Sudewo sempat menerapkan kebijakan lima hari sekolah mulai 14 Juli 2025. Kebijakan ini ditentang keras oleh kalangan santri, guru ngaji, dan tokoh NU di Pati karena dianggap mematikan tradisi pendidikan agama sore hari seperti Madrasah Diniyah (Madin) dan TPQ. Dikutip dari laman TribunBanyumas, meskipun sebelumnya sempat ngotot akhirnya kebijakan ini dibatalkan pada 8 Agustus 2025 setelah berlangsung selama 1 bulan.

4. Pemecatan Ratusan Pegawai Honorer RSUD

Dikutip dari laman beritasatu.com pada tahun 2025, Sudewo memecat sebanyak 220 pegawai honorer di RSUD RAA Soewondo yang tidak lolos seleksi tanpa memberikan pesangon yang layak. Sikapnya kembali dinilai tidak empati ketika ia justru menyuruh para pegawai yang tidak terima untuk melapor ke polisi.

5. Video “Sawer” Biduan di Pendopo

Sudewo juga sempat dikritik setelah jejak digitalnya viral. Beredar video dirinya sedang berjoget dan memberikan saweran kepada penyanyi dangdut (Trio Srigala) dalam sebuah acara resmi di Pendopo Kabupaten. Aksi ini dinilai tidak layak di pertontonkan dan dinilai tidak mencerminkan martabat seorang kepala daerah.

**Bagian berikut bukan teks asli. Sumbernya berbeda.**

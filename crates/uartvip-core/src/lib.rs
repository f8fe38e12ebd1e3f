//! UART verification endpoint.
//!
//! Models both sides of a UART link for exercising a design under
//! simulation: an [`Endpoint`] drives frames onto one line and/or recovers
//! frames from another, sampling each bit slot with randomized timing.
//!
//! # Architecture
//!
//! The crate never talks to a simulator directly. Everything that waits or
//! touches a signal goes through two injected capabilities:
//!
//! - [`Environment`]: simulated time, delays and seeded randomness
//! - [`Line`]: a boolean signal that can be driven, read and watched for
//!   falling edges
//!
//! Pure logic ([`FrameAssembler`], [`SamplePlan`], the codec in
//! [`uartvip_proto`]) takes no capabilities at all, which keeps it testable
//! without any executor. The `uartvip-harness` crate supplies a deterministic
//! discrete-event implementation of both capabilities.
//!
//! # Components
//!
//! - [`Endpoint`]: configuration, role and the transmit/receive operations
//! - [`BitSampler`]: one sample per bit slot, one bit period per call
//! - [`FrameAssembler`]: link phase state machine for a single frame
//! - [`IdAllocator`]: run-scoped endpoint identifiers

#![forbid(unsafe_code)]
#![warn(missing_docs)]

pub mod assembler;
pub mod config;
pub mod endpoint;
pub mod env;
pub mod error;
pub mod id;
pub mod line;
pub mod sampler;

pub use assembler::{FrameAssembler, LinkPhase};
pub use config::{Role, UartConfig};
pub use endpoint::Endpoint;
pub use env::Environment;
pub use error::{AssemblerError, BindError, ConfigError, Direction, EndpointError};
pub use id::{IdAllocator, VipId};
pub use line::{Line, LineResolver, PinNames};
pub use sampler::{BitSampler, SampleMode, SamplePlan};
pub use uartvip_proto::{FrameFormat, FrameStatus, Parity, Transaction};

Tanggapan masyarakat terhadap kasus hukum yang menjerat Sudewo terutama pasca OTT oleh KPK pada Januari 2026 bisa dibilang sangat kontras dibandingkan respons terhadap pejabat publik pada umumnya.
Bukannya menunjukkan keprihatinan, mayoritas masyarakat justru meresponsnya dengan ekspresi “kemenangan”.

Secara keseluruhan, kasus ini telah menghancurkan legitimasi politik Sudewo di mata publik Pati. Masyarakat kini lebih fokus menuntut pengembalian NJOP/PBB ke tarif semula dan pembersihan sistem birokrasi dari sisa-sisa pengaruhnya.